The confidential "root cause" internal review completed by the hospital, seen by the ABC, found a "cascade of missed opportunities to address parental concerns and incomplete assessments, with a delay in escalation" may have contributed to Aishwarya's death.

It made 11 recommendations including the establishment of a triage support nurse, a better process for parents to escalate their concerns, redesign of the PCH emergency department and more training for junior staff.

Staff described as 'exhausted, demoralised'

An independent, external investigation was then ordered after Aishwarya's parents began a hunger strike outside the hospital.

That report said ED staff were "described as exhausted, demoralised and relatively isolated".

Aishwarya's parents Aswath Chavittupara and Prasitha Sasidharan during their hunger strike.  (ABC News: West Matteeussen)

"Staffing and rostering challenges, along with the inability to backfill higher than usual sick leave, may have further contributed to workload pressures in the ED," the report said.

That report made 30 recommendations, of which the government says six have been implemented.

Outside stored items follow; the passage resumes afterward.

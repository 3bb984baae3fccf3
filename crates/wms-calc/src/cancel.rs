//! 需求取消與傳播

use rust_decimal::Decimal;
use wms_core::{DemandId, DemandState, Result, Rounding, Warehouse, WmsError};

/// 取消計算器
pub struct CancelCalculator;

impl CancelCalculator {
    /// 取消需求，返回所有被取消的需求（含傳播）
    ///
    /// 調撥類型設定 `propagate_cancel` 時沿後續需求傳播：
    /// 數量不超過取消數量的後續需求一併取消，較大者扣減取消數量後繼續往下傳播。
    pub fn cancel_demand(store: &mut Warehouse, demand: DemandId) -> Result<Vec<DemandId>> {
        let mut cancelled = Vec::new();
        Self::cancel_one(store, demand, &mut cancelled)?;
        tracing::info!("取消需求 {}，共取消 {} 筆", demand, cancelled.len());
        Ok(cancelled)
    }

    fn cancel_one(
        store: &mut Warehouse,
        demand_id: DemandId,
        cancelled: &mut Vec<DemandId>,
    ) -> Result<()> {
        let demand = store.demand(demand_id)?.clone();
        match demand.state {
            DemandState::Done => {
                return Err(WmsError::AlreadyDone(format!("需求 {}", demand_id)));
            }
            DemandState::Cancel => return Ok(()),
            _ => {}
        }

        let rounding = store.rounding(demand.product)?;
        let allocations = store.allocations_of_demand(demand_id);
        for &id in &allocations {
            if store.allocation(id)?.is_started(&rounding) {
                return Err(WmsError::InvalidState(format!(
                    "需求 {} 已有完成作業，無法取消",
                    demand_id
                )));
            }
        }
        for id in allocations {
            store.remove_allocation(id)?;
        }
        store.demand_mut(demand_id)?.state = DemandState::Cancel;
        cancelled.push(demand_id);

        let successors = store.links().successors(demand_id);
        if Self::propagates(store, demand_id)? {
            Self::propagate(store, &successors, demand.current_quantity, cancelled)?;
        }
        for successor in successors {
            store.recompute_demand_state(successor)?;
        }
        Ok(())
    }

    fn propagate(
        store: &mut Warehouse,
        successors: &[DemandId],
        quantity: Decimal,
        cancelled: &mut Vec<DemandId>,
    ) -> Result<()> {
        for &successor in successors {
            let demand = store.demand(successor)?.clone();
            if demand.is_closed() {
                continue;
            }
            let rounding = store.rounding(demand.product)?;
            if rounding.at_least(quantity, demand.current_quantity) {
                Self::cancel_one(store, successor, cancelled)?;
                continue;
            }

            let remaining = rounding.round(demand.current_quantity - quantity);
            store.demand_mut(successor)?.current_quantity = remaining;
            Self::trim_reservation(store, successor, remaining, &rounding)?;
            tracing::debug!("後續需求 {} 扣減 {}，剩餘 {}", successor, quantity, remaining);

            if Self::propagates(store, successor)? {
                let next = store.links().successors(successor);
                Self::propagate(store, &next, quantity, cancelled)?;
            }
            store.recompute_demand_state(successor)?;
        }
        Ok(())
    }

    fn propagates(store: &Warehouse, demand: DemandId) -> Result<bool> {
        match store.demand(demand)?.transfer_type {
            Some(kind) => Ok(store.transfer_type(kind)?.propagate_cancel),
            None => Ok(false),
        }
    }

    /// 釋放超出需求數量的預留（由後建立的分配行開始）
    fn trim_reservation(
        store: &mut Warehouse,
        demand: DemandId,
        target: Decimal,
        rounding: &Rounding,
    ) -> Result<()> {
        let allocations = store.allocations_of_demand(demand);
        let mut reserved: Decimal = allocations
            .iter()
            .map(|id| store.allocation(*id).map(|a| a.ordered_quantity))
            .sum::<Result<Decimal>>()?;

        for id in allocations.into_iter().rev() {
            if !rounding.less_than(target, reserved) {
                break;
            }
            let allocation = store.allocation(id)?.clone();
            if allocation.is_started(rounding) {
                continue;
            }
            let excess = reserved - target;
            if rounding.at_least(excess, allocation.ordered_quantity) {
                store.remove_allocation(id)?;
                reserved -= allocation.ordered_quantity;
            } else {
                store.release_for(&allocation, excess)?;
                store.allocation_mut(id)?.ordered_quantity =
                    rounding.round(allocation.ordered_quantity - excess);
                reserved -= excess;
            }
        }
        Ok(())
    }
}
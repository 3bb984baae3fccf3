//! 需求模型

use rust_decimal::Decimal;
use serde::{Deserialize, Serialize};
use std::collections::{BTreeMap, BTreeSet};

use crate::ids::{DemandId, LocationId, ProductId, TransferId, TransferTypeId};

/// 需求狀態
///
/// 宣告順序即為「完成程度」，調撥單狀態取非取消需求中最差者。
#[derive(Debug, Clone, Copy, PartialEq, Eq, PartialOrd, Ord, Hash, Serialize, Deserialize)]
pub enum DemandState {
    Draft,
    Waiting,
    Confirmed,
    PartiallyAvailable,
    Assigned,
    Done,
    Cancel,
}

impl DemandState {
    /// 是否已結束（完成或取消）
    pub fn is_closed(self) -> bool {
        matches!(self, DemandState::Done | DemandState::Cancel)
    }
}

/// 需求：某物料從來源儲位移動到目的儲位的數量
#[derive(Debug, Clone, Serialize, Deserialize)]
pub struct Demand {
    pub id: DemandId,
    pub product: ProductId,
    pub location_src: LocationId,
    pub location_dest: LocationId,

    /// 所屬調撥單（拆分後暫時為空）
    pub transfer: Option<TransferId>,

    /// 調撥類型
    pub transfer_type: Option<TransferTypeId>,

    /// 目前需求數量（部分取消/傳播時縮小）
    pub current_quantity: Decimal,

    /// 建立時的需求數量，全部取消預留時用來還原
    pub initial_quantity: Decimal,

    pub state: DemandState,
}

impl Demand {
    /// 創建新的需求
    pub fn new(
        product: ProductId,
        location_src: LocationId,
        location_dest: LocationId,
        quantity: Decimal,
    ) -> Self {
        Self {
            id: DemandId::default(),
            product,
            location_src,
            location_dest,
            transfer: None,
            transfer_type: None,
            current_quantity: quantity,
            initial_quantity: quantity,
            state: DemandState::Draft,
        }
    }

    /// 建構器模式：設置所屬調撥單
    pub fn with_transfer(mut self, transfer: TransferId) -> Self {
        self.transfer = Some(transfer);
        self
    }

    /// 建構器模式：設置調撥類型
    pub fn with_transfer_type(mut self, transfer_type: TransferTypeId) -> Self {
        self.transfer_type = Some(transfer_type);
        self
    }

    /// 建構器模式：設置狀態
    pub fn with_state(mut self, state: DemandState) -> Self {
        self.state = state;
        self
    }

    pub fn is_closed(&self) -> bool {
        self.state.is_closed()
    }
}

/// 需求前後關聯表
///
/// 以兩張無所有權的多對多關聯表保存，避免物件間的循環參照；
/// 「最初、上一張、下一張」調撥單都由此遞移計算。
#[derive(Debug, Clone, Default, Serialize, Deserialize)]
pub struct DemandLinks {
    predecessors: BTreeMap<DemandId, BTreeSet<DemandId>>,
    successors: BTreeMap<DemandId, BTreeSet<DemandId>>,
}

impl DemandLinks {
    pub fn new() -> Self {
        Self::default()
    }

    /// 建立前後關聯（`from` 完成後才輪到 `to`）
    pub fn link(&mut self, from: DemandId, to: DemandId) {
        self.successors.entry(from).or_default().insert(to);
        self.predecessors.entry(to).or_default().insert(from);
    }

    /// 移除前後關聯
    pub fn unlink(&mut self, from: DemandId, to: DemandId) {
        if let Some(set) = self.successors.get_mut(&from) {
            set.remove(&to);
        }
        if let Some(set) = self.predecessors.get_mut(&to) {
            set.remove(&from);
        }
    }

    /// 移除需求的所有關聯
    pub fn remove(&mut self, demand: DemandId) {
        for pred in self.predecessors(demand) {
            self.unlink(pred, demand);
        }
        for succ in self.successors(demand) {
            self.unlink(demand, succ);
        }
        self.predecessors.remove(&demand);
        self.successors.remove(&demand);
    }

    pub fn predecessors(&self, demand: DemandId) -> Vec<DemandId> {
        self.predecessors
            .get(&demand)
            .map(|set| set.iter().copied().collect())
            .unwrap_or_default()
    }

    pub fn successors(&self, demand: DemandId) -> Vec<DemandId> {
        self.successors
            .get(&demand)
            .map(|set| set.iter().copied().collect())
            .unwrap_or_default()
    }

    /// 沿前置關聯回溯，返回沒有前置需求的最初需求
    pub fn roots(&self, demands: &[DemandId]) -> BTreeSet<DemandId> {
        let mut roots = BTreeSet::new();
        let mut visited = BTreeSet::new();
        let mut stack: Vec<DemandId> = demands.to_vec();

        while let Some(demand) = stack.pop() {
            if !visited.insert(demand) {
                continue;
            }
            let preds = self.predecessors(demand);
            if preds.is_empty() {
                roots.insert(demand);
            } else {
                stack.extend(preds);
            }
        }

        roots
    }
}
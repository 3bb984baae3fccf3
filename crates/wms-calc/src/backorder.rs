//! 欠交引擎
//!
//! 已完成的作業留在原調撥單，未完成的需求拆到新的欠交單。
//! 欠交單以欠交鏈的最初調撥單命名：`ROOT-001`、`ROOT-002`…

use rust_decimal::Decimal;
use wms_core::{
    AllocationId, DemandId, Result, Transfer, TransferId, Warehouse, WmsError,
};

/// 欠交引擎
pub struct BackorderEngine;

impl BackorderEngine {
    /// 調撥單是否需要欠交：任一未結束需求未被完整作業的分配行涵蓋
    pub fn requires_backorder(store: &Warehouse, transfer: TransferId) -> Result<bool> {
        for demand_id in store.demands_of_transfer(transfer) {
            let demand = store.demand(demand_id)?;
            if demand.is_closed() {
                continue;
            }
            let rounding = store.rounding(demand.product)?;
            let covered: Decimal = store
                .allocations_of_demand(demand_id)
                .iter()
                .filter_map(|id| store.allocation(*id).ok())
                .filter(|a| a.is_fully_worked(&rounding))
                .map(|a| a.accounted_quantity())
                .sum();
            if rounding.less_than(covered, demand.current_quantity) {
                return Ok(true);
            }
        }
        Ok(false)
    }

    /// 拆分單一需求：保留 `retained` 分配行，其餘移到需求副本
    ///
    /// 保留數量已涵蓋需求時返回 `None`。副本不屬於任何調撥單。
    pub fn split_out_move(
        store: &mut Warehouse,
        demand: DemandId,
        retained: &[AllocationId],
    ) -> Result<Option<DemandId>> {
        let original = store.demand(demand)?.clone();
        let rounding = store.rounding(original.product)?;
        let own = store.allocations_of_demand(demand);

        let foreign: Vec<AllocationId> = retained
            .iter()
            .copied()
            .filter(|id| !own.contains(id))
            .collect();
        if !foreign.is_empty() {
            let transfer = match original.transfer {
                Some(t) => store.transfer(t)?.name.clone(),
                None => "-".to_string(),
            };
            return Err(WmsError::TransferMismatch {
                transfer,
                allocations: foreign,
            });
        }
        Self::check_whole_lines(store, &own)?;

        let retained_quantity: Decimal = retained
            .iter()
            .map(|id| store.allocation(*id).map(|a| a.accounted_quantity()))
            .sum::<Result<Decimal>>()?;
        if rounding.at_least(retained_quantity, original.current_quantity) {
            return Ok(None);
        }

        let moved: Vec<AllocationId> = own
            .into_iter()
            .filter(|id| !retained.contains(id))
            .collect();
        let quantity = rounding.round(original.current_quantity - retained_quantity);
        Self::split_off(store, demand, &moved, quantity).map(Some)
    }

    /// 拆分整張調撥單，返回新建的欠交單
    ///
    /// `retained` 為空值時保留所有完整作業的分配行。沒有需要拆分的需求時返回 `None`，
    /// 不做任何修改。
    pub fn backorder_move_lines(
        store: &mut Warehouse,
        transfer: TransferId,
        retained: Option<&[AllocationId]>,
    ) -> Result<Option<TransferId>> {
        let original = store.transfer(transfer)?.clone();
        let config = store.transfer_type(original.transfer_type)?.clone();
        let allocations = store.allocations_of_transfer(transfer);

        let retained: Vec<AllocationId> = match retained {
            Some(ids) => {
                let foreign: Vec<AllocationId> = ids
                    .iter()
                    .copied()
                    .filter(|id| !allocations.contains(id))
                    .collect();
                if !foreign.is_empty() {
                    return Err(WmsError::TransferMismatch {
                        transfer: original.name,
                        allocations: foreign,
                    });
                }
                ids.to_vec()
            }
            None => {
                let mut fully_worked = Vec::new();
                for &id in &allocations {
                    let allocation = store.allocation(id)?;
                    if allocation.is_fully_worked(&store.rounding(allocation.product)?) {
                        fully_worked.push(id);
                    }
                }
                fully_worked
            }
        };

        if retained.is_empty() {
            let mut started = false;
            for &id in &allocations {
                let allocation = store.allocation(id)?;
                started |= allocation.is_started(&store.rounding(allocation.product)?);
            }
            if !started {
                return Err(WmsError::NothingToBackorder(original.name));
            }
        }

        // 先決定哪些需求要拆分，出錯時不留下任何修改
        let mut plan: Vec<(DemandId, Vec<AllocationId>)> = Vec::new();
        for demand_id in store.demands_of_transfer(transfer) {
            let demand = store.demand(demand_id)?;
            if demand.is_closed() {
                continue;
            }
            let rounding = store.rounding(demand.product)?;
            let own = store.allocations_of_demand(demand_id);
            Self::check_whole_lines(store, &own)?;

            let kept: Vec<AllocationId> = own
                .into_iter()
                .filter(|id| retained.contains(id))
                .collect();
            let kept_quantity: Decimal = kept
                .iter()
                .filter_map(|id| store.allocation(*id).ok())
                .map(|a| a.accounted_quantity())
                .sum();
            if rounding.less_than(kept_quantity, demand.current_quantity) {
                plan.push((demand_id, kept));
            }
        }
        if plan.is_empty() {
            tracing::debug!("調撥單 {} 不需要欠交", original.name);
            return Ok(None);
        }

        let root_name = store.transfer(original.root)?.name.clone();
        let sequence = store.last_backorder_sequence(original.root) + 1;
        if sequence > config.max_backorder_sequence {
            return Err(WmsError::SequenceExceeded {
                root: root_name,
                max: config.max_backorder_sequence,
            });
        }

        let mut backorder = Transfer::new(
            format!("{}-{:03}", root_name, sequence),
            original.transfer_type,
            original.location_src,
            original.location_dest,
        );
        backorder.origin = original.origin.clone();
        backorder.partner = original.partner;
        backorder.priority = original.priority;
        backorder.scheduled_date = original.scheduled_date;
        if config.backorder_preserve_batch {
            backorder.batch = original.batch;
        }
        backorder.backorder_of = Some(transfer);
        backorder.root = original.root;
        backorder.sequence = sequence;
        let backorder_id = store.add_transfer(backorder);
        store.set_last_backorder_sequence(original.root, sequence);

        for (demand_id, kept) in plan {
            if let Some(copy) = Self::split_out_move(store, demand_id, &kept)? {
                Self::rehome(store, copy, backorder_id)?;
            }
        }

        tracing::info!(
            "調撥單 {} 建立欠交單 {}",
            original.name,
            store.transfer(backorder_id)?.name
        );
        Ok(Some(backorder_id))
    }

    /// 把需求及其分配行移到調撥單 `transfer`
    pub(crate) fn rehome(
        store: &mut Warehouse,
        demand: DemandId,
        transfer: TransferId,
    ) -> Result<()> {
        store.demand_mut(demand)?.transfer = Some(transfer);
        for id in store.allocations_of_demand(demand) {
            store.allocation_mut(id)?.transfer = Some(transfer);
        }
        Ok(())
    }

    /// 建立數量為 `quantity` 的需求副本並把 `moved` 分配行移過去
    ///
    /// 副本繼承原需求的後續需求與尚未結束的前置需求。
    pub(crate) fn split_off(
        store: &mut Warehouse,
        demand: DemandId,
        moved: &[AllocationId],
        quantity: Decimal,
    ) -> Result<DemandId> {
        let original = store.demand(demand)?.clone();
        let rounding = store.rounding(original.product)?;

        let mut copy = original.clone();
        copy.transfer = None;
        copy.current_quantity = quantity;
        copy.initial_quantity = quantity;
        let copy_id = store.add_demand(copy);

        for &id in moved {
            let allocation = store.allocation_mut(id)?;
            allocation.demand = copy_id;
            allocation.transfer = None;
        }

        let remaining = rounding
            .round(original.current_quantity - quantity)
            .max(Decimal::ZERO);
        let shrunk = store.demand_mut(demand)?;
        shrunk.current_quantity = remaining;
        shrunk.initial_quantity = remaining;

        for successor in store.links().successors(demand) {
            store.links_mut().link(copy_id, successor);
        }
        for predecessor in store.links().predecessors(demand) {
            if !store.demand(predecessor)?.is_closed() {
                store.links_mut().link(predecessor, copy_id);
            }
        }

        store.recompute_demand_state(demand)?;
        store.recompute_demand_state(copy_id)?;
        tracing::debug!(
            "需求 {} 拆出 {} 數量 {}，保留 {}",
            demand,
            copy_id,
            quantity,
            remaining
        );
        Ok(copy_id)
    }

    fn check_whole_lines(store: &Warehouse, allocations: &[AllocationId]) -> Result<()> {
        for &id in allocations {
            let allocation = store.allocation(id)?;
            if allocation.is_partially_worked(&store.rounding(allocation.product)?) {
                return Err(WmsError::PartialLineSplit(format!(
                    "分配行 {} 已完成 {} / {}",
                    id, allocation.done_quantity, allocation.ordered_quantity
                )));
            }
        }
        Ok(())
    }
}
//! 調撥單重構策略

use rust_decimal::Decimal;
use std::collections::BTreeMap;
use wms_core::{
    Allocation, AllocationId, AllocationKeyField, DemandId, RefactorAction, Result, Transfer,
    TransferId, Warehouse,
};

use crate::backorder::BackorderEngine;
use crate::merge::Merger;

/// 重構計算器
pub struct RefactorCalculator;

impl RefactorCalculator {
    /// 執行重構動作，返回新建的調撥單
    pub fn apply(
        store: &mut Warehouse,
        transfer: TransferId,
        action: RefactorAction,
    ) -> Result<Vec<TransferId>> {
        tracing::debug!("調撥單 {} 執行重構 {:?}", transfer, action);
        match action {
            RefactorAction::MergeAllocations => {
                Merger::merge(store, transfer)?;
                Ok(Vec::new())
            }
            RefactorAction::GroupByAllocationKey(field) => {
                Self::group_by_allocation_key(store, transfer, field)
            }
        }
    }

    fn key(allocation: &Allocation, field: AllocationKeyField) -> Option<u64> {
        match field {
            AllocationKeyField::SourceLocation => Some(allocation.location_src.0),
            AllocationKeyField::DestinationLocation => Some(allocation.location_dest.0),
            AllocationKeyField::Package => allocation.package.map(|p| p.0),
        }
    }

    /// 依分配行欄位分組，每組移到新的調撥單
    ///
    /// 只有一組時不動。未預留的需求數量留在原調撥單；原調撥單清空後標記為空。
    fn group_by_allocation_key(
        store: &mut Warehouse,
        transfer: TransferId,
        field: AllocationKeyField,
    ) -> Result<Vec<TransferId>> {
        let mut groups: BTreeMap<Option<u64>, Vec<AllocationId>> = BTreeMap::new();
        for id in store.allocations_of_transfer(transfer) {
            let allocation = store.allocation(id)?;
            if store.demand(allocation.demand)?.is_closed() {
                continue;
            }
            groups
                .entry(Self::key(allocation, field))
                .or_default()
                .push(id);
        }
        if groups.len() <= 1 {
            return Ok(Vec::new());
        }

        let original = store.transfer(transfer)?.clone();
        let mut created = Vec::new();
        for (index, ids) in groups.into_values().enumerate() {
            let mut split = Transfer::new(
                format!("{}/{}", original.name, index + 1),
                original.transfer_type,
                original.location_src,
                original.location_dest,
            );
            split.origin = original.origin.clone();
            split.partner = original.partner;
            split.priority = original.priority;
            split.scheduled_date = original.scheduled_date;
            split.batch = original.batch;
            let split_id = store.add_transfer(split);

            let mut by_demand: BTreeMap<DemandId, Vec<AllocationId>> = BTreeMap::new();
            for id in ids {
                by_demand.entry(store.allocation(id)?.demand).or_default().push(id);
            }
            for (demand, moved) in by_demand {
                let rounding = store.rounding(store.demand(demand)?.product)?;
                let quantity: Decimal = moved
                    .iter()
                    .map(|id| store.allocation(*id).map(|a| a.accounted_quantity()))
                    .sum::<Result<Decimal>>()?;
                let current = store.demand(demand)?.current_quantity;
                let whole = rounding.at_least(quantity, current)
                    && store.allocations_of_demand(demand).len() == moved.len();

                let target = if whole {
                    demand
                } else {
                    BackorderEngine::split_off(store, demand, &moved, quantity)?
                };
                BackorderEngine::rehome(store, target, split_id)?;
            }
            created.push(split_id);
        }

        // 已被完整拆走的需求
        for demand in store.demands_of_transfer(transfer) {
            let rounding = store.rounding(store.demand(demand)?.product)?;
            if rounding.is_zero(store.demand(demand)?.current_quantity)
                && store.allocations_of_demand(demand).is_empty()
            {
                store.remove_demand(demand)?;
            }
        }
        if store.demands_of_transfer(transfer).is_empty() {
            store.transfer_mut(transfer)?.is_empty = true;
        }

        tracing::info!(
            "調撥單 {} 依 {:?} 拆成 {} 張",
            original.name,
            field,
            created.len()
        );
        Ok(created)
    }
}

Aishwarya Aswath's parents lay flowers at the one-year anniversary of her death in April this year.  (ABC News: Tabarak Al Jrood)

WA Health Minister Amber-Jade Sanderson pledged all 30 would be implemented over the next 12 months.

Ms Sanderson said she didn't want to pre-empt the results of the coronial inquest, but that the government would consider all the recommendations that came from the coroner.